- [REQUIRED ACTION]
Please give the number of lines in the material below that contain "latch", without further comment.

- [EXTRACTED DATA]
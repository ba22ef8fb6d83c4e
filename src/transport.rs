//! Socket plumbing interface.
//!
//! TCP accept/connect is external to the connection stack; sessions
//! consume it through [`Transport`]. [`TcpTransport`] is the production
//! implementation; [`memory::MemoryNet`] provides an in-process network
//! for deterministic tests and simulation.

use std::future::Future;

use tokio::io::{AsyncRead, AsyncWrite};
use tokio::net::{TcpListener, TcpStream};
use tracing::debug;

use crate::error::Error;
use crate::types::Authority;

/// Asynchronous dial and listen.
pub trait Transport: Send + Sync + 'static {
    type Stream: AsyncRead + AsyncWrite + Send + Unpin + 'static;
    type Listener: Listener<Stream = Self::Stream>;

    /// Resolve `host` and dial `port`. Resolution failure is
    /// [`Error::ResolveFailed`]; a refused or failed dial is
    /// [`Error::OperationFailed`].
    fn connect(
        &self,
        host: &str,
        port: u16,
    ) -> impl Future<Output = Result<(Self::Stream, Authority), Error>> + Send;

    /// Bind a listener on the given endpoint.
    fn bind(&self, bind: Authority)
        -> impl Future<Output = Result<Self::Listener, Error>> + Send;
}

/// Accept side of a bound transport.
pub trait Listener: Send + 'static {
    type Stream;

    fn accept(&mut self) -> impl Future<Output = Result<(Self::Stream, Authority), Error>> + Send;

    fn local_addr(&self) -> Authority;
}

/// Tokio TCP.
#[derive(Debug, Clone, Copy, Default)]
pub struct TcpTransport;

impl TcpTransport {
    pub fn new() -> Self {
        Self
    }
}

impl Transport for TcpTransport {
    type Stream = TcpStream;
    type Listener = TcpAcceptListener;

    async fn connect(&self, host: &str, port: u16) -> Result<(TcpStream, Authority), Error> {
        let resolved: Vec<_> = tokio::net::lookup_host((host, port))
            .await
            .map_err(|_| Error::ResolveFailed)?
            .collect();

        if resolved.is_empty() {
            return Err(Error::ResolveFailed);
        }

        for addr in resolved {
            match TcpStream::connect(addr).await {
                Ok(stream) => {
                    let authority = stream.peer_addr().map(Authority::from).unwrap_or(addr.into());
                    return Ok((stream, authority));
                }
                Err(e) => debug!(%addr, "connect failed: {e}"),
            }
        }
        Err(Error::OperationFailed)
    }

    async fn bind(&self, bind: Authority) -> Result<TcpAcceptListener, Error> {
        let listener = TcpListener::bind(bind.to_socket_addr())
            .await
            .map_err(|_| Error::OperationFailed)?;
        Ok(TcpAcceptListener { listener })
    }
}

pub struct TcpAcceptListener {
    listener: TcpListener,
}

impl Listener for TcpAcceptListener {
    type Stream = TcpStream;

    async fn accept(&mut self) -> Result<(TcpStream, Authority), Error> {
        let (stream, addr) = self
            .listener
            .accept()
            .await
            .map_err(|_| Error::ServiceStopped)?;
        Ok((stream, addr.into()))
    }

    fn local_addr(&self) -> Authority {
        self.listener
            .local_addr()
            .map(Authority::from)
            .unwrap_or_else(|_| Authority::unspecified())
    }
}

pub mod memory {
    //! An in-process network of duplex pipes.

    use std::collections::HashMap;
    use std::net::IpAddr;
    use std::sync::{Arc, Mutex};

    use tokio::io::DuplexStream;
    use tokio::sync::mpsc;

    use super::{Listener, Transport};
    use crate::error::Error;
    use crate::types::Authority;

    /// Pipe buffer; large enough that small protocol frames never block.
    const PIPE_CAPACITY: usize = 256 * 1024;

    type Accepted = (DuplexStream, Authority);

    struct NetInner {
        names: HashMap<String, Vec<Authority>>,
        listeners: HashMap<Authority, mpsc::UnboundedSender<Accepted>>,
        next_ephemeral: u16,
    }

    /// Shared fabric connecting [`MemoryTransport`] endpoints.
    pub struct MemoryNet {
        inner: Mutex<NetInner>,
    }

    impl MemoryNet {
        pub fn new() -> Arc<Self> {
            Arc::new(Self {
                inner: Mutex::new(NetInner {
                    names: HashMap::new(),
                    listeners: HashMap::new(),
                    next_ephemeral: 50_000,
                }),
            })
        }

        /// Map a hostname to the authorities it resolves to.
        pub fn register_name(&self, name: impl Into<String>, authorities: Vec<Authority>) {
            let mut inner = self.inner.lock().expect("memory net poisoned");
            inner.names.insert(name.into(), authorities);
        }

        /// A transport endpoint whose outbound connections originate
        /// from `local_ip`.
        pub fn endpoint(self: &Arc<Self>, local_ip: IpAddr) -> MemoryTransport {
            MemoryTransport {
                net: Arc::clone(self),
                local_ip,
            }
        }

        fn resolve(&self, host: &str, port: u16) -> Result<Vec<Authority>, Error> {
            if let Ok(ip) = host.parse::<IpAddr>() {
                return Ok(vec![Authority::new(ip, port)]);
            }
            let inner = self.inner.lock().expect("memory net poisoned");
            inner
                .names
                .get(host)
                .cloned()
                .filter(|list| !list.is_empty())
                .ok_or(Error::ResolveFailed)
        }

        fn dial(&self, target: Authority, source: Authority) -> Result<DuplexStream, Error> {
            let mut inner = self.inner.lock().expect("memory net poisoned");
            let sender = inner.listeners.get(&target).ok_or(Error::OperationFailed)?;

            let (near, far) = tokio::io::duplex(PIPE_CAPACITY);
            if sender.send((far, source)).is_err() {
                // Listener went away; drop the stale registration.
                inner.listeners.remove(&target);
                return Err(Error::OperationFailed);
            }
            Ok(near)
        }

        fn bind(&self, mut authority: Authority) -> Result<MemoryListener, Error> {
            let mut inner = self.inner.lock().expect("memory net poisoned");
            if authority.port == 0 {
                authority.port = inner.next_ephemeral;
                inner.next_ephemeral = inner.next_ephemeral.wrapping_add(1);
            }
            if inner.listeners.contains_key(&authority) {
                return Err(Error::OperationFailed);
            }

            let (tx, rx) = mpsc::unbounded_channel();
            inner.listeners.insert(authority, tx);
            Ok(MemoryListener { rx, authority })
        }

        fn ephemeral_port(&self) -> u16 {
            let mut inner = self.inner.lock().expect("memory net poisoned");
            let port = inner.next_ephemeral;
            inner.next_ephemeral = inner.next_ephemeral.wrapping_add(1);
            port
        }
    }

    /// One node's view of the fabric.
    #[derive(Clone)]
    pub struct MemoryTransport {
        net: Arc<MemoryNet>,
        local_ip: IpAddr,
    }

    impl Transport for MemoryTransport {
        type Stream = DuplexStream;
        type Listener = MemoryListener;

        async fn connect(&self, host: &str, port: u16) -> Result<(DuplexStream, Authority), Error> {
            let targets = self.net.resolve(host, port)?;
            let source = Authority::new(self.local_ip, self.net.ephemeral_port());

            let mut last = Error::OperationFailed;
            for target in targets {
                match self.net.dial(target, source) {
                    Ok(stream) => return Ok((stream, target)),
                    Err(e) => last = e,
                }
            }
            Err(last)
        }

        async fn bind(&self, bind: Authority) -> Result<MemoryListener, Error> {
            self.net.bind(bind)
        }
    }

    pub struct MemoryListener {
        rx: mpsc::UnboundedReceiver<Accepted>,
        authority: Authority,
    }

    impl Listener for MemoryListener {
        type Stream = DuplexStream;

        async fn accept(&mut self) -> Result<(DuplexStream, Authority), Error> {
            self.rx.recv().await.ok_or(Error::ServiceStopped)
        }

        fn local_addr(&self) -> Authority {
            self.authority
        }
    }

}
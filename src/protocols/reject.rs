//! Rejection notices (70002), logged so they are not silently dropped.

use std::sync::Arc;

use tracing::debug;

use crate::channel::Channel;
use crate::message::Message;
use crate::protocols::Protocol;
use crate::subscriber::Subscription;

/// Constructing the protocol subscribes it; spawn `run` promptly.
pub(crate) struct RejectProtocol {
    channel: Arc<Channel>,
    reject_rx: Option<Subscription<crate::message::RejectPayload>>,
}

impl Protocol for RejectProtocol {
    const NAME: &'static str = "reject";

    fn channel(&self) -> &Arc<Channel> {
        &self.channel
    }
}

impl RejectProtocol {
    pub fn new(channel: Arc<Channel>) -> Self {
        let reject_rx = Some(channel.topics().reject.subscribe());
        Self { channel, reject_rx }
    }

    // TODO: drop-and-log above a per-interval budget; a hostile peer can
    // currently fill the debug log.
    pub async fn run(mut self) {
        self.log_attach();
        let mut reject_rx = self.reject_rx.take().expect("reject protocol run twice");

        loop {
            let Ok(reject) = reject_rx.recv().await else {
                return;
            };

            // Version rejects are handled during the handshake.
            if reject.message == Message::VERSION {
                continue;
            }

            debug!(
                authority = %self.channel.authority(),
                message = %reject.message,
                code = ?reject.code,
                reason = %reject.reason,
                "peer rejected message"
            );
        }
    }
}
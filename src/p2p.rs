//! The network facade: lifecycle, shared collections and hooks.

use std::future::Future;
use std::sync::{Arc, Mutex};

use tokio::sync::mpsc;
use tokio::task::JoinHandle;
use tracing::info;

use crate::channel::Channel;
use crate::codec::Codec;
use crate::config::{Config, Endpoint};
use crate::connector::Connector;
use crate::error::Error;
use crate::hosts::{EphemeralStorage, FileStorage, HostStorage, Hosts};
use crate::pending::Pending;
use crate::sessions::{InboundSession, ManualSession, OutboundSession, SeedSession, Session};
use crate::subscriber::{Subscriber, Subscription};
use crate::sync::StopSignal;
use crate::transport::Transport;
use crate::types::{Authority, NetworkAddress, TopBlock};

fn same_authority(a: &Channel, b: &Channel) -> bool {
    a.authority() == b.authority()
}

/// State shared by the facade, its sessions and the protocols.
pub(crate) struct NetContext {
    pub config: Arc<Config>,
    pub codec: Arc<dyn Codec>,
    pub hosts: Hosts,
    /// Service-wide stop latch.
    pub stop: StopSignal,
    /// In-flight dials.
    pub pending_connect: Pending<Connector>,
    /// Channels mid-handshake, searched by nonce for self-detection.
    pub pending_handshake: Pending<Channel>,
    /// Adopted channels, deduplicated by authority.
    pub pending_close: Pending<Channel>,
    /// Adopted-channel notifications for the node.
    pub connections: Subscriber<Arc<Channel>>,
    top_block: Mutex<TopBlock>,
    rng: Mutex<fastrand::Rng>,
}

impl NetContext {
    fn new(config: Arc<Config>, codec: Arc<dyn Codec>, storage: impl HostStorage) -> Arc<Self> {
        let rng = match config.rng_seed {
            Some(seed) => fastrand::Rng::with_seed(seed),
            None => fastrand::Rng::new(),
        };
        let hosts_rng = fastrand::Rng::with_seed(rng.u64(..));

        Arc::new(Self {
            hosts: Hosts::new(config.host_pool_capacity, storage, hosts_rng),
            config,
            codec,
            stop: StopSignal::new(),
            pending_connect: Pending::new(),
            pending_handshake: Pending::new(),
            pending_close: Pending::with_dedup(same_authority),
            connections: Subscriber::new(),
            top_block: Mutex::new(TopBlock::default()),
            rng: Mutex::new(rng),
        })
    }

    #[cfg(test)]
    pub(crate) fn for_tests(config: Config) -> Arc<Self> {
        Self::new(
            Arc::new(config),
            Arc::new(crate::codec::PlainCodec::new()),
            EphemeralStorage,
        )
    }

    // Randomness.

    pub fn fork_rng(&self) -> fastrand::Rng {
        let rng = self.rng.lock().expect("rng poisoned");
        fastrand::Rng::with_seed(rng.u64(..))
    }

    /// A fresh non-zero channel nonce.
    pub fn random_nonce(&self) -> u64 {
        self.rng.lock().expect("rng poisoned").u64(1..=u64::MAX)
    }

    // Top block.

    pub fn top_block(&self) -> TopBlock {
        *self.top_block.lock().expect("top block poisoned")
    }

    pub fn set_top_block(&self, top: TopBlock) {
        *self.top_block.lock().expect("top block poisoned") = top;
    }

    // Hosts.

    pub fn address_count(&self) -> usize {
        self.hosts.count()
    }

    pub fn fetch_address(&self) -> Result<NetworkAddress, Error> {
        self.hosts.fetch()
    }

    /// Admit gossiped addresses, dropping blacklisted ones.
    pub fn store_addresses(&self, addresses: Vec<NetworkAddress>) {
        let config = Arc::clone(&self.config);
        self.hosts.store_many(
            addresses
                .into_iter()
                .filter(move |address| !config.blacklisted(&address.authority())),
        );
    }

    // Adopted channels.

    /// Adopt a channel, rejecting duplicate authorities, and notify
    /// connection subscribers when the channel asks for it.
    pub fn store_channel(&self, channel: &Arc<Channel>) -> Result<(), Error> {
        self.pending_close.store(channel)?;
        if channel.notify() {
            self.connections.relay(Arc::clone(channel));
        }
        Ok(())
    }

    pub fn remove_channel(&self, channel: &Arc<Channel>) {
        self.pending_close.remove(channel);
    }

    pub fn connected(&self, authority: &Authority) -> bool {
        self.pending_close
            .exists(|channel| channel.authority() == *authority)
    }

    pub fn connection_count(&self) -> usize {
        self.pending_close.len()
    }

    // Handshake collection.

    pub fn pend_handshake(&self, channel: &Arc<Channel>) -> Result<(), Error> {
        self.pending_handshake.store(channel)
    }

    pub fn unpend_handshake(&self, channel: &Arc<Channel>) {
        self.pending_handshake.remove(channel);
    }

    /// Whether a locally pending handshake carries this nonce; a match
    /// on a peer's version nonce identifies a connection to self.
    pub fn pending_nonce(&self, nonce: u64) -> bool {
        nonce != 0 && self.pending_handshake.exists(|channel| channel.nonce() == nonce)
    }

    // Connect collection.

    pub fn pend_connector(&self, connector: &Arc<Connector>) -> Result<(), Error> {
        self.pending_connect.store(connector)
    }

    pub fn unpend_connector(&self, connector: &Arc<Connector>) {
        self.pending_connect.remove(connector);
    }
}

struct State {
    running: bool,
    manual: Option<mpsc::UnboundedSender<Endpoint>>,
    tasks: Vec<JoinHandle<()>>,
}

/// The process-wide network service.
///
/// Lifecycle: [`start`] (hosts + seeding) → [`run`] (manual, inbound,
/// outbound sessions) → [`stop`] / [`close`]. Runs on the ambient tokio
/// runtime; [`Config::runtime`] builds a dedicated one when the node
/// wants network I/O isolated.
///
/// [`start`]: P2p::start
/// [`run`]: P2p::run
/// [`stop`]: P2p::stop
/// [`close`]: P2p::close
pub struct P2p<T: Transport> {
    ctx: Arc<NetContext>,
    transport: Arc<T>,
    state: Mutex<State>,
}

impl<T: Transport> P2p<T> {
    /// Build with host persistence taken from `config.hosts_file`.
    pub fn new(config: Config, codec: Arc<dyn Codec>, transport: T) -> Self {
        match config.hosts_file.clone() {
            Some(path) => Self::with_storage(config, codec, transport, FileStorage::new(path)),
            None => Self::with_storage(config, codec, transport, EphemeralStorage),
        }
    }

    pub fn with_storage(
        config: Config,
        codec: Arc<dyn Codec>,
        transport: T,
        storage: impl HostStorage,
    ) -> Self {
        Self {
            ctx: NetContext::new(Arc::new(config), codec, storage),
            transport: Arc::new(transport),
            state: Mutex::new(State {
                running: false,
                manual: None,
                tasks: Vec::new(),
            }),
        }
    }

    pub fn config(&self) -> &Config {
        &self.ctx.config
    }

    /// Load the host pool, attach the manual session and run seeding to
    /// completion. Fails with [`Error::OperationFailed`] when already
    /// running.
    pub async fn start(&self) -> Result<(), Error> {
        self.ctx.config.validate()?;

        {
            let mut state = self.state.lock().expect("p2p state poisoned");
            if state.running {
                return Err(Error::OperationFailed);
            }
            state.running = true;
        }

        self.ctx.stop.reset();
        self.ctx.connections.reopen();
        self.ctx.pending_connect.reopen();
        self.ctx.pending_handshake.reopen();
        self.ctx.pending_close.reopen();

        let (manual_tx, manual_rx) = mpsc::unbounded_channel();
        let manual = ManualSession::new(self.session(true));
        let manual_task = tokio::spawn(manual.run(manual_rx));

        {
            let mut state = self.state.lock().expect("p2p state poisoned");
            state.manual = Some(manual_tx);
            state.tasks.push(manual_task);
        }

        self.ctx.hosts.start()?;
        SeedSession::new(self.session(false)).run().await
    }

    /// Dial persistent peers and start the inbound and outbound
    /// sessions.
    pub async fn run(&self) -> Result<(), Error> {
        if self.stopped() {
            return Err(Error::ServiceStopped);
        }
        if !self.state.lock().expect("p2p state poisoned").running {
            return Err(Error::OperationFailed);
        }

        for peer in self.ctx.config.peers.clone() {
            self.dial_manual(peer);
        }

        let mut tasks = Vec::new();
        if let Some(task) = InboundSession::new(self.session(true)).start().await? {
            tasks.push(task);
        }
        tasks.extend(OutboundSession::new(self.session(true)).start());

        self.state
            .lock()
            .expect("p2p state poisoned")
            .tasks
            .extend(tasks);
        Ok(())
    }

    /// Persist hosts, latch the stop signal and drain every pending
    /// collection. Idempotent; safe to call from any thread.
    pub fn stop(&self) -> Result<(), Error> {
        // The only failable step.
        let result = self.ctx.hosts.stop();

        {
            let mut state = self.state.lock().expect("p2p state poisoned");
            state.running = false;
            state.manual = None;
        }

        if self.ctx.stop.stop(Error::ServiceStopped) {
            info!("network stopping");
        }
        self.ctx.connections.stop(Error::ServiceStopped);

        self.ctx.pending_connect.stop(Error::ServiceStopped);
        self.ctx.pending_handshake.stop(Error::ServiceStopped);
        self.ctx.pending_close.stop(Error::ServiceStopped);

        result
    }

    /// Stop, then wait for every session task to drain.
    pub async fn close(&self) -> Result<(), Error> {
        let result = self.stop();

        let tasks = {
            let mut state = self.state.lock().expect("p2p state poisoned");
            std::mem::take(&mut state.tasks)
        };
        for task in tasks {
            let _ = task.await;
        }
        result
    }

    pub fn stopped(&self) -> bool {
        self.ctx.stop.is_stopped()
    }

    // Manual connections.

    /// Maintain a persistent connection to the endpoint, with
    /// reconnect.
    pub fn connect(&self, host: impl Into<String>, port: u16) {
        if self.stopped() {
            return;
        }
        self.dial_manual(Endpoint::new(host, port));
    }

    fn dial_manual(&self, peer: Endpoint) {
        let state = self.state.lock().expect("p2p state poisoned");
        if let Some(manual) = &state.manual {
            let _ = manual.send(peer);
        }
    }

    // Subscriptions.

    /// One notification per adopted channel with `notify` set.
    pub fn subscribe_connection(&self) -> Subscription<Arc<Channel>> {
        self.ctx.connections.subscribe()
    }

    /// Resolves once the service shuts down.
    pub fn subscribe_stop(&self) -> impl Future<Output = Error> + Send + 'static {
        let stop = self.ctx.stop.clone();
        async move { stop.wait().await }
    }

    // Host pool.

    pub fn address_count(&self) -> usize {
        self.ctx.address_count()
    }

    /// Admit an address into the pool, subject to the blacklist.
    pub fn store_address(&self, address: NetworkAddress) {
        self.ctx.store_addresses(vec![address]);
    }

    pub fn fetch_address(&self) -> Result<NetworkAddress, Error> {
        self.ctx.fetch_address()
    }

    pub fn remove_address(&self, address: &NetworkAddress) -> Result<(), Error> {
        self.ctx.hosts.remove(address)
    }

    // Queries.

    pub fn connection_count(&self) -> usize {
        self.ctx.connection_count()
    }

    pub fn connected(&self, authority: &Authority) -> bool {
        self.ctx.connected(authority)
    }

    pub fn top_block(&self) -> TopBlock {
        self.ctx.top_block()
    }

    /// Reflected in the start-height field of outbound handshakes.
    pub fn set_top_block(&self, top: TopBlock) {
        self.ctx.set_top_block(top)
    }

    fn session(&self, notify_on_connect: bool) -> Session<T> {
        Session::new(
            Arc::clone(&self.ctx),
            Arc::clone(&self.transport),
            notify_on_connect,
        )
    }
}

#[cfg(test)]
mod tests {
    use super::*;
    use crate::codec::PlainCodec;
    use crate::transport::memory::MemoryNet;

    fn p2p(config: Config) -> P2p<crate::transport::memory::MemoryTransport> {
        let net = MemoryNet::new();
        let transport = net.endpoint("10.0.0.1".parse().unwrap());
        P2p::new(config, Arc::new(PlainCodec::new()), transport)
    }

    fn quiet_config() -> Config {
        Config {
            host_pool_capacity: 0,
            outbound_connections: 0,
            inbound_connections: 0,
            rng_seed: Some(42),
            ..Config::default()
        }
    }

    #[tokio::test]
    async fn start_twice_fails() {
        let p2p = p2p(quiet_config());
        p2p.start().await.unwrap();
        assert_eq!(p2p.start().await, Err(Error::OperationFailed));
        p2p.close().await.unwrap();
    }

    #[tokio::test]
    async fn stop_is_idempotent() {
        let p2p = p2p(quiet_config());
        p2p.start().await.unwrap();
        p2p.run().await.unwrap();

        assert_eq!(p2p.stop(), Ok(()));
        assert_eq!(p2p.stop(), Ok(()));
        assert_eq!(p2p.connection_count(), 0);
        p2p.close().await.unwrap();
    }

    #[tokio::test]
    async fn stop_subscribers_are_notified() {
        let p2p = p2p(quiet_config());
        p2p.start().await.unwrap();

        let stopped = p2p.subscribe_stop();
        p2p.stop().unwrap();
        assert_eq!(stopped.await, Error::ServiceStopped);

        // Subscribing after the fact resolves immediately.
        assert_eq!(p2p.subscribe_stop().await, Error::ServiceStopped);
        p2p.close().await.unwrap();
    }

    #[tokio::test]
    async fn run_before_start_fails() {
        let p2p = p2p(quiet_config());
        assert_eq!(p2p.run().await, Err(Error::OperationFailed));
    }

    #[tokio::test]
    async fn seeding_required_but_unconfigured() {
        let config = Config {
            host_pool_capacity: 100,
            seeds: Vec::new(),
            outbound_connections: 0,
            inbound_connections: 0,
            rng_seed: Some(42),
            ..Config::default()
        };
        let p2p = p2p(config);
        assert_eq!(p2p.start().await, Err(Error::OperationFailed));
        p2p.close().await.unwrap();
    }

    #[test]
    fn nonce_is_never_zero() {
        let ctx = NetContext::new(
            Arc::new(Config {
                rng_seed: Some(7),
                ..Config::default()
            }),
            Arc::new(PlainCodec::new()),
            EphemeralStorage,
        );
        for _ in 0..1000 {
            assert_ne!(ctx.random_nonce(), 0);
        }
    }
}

- [RESPONSE FOR THIS EXERCISE]
2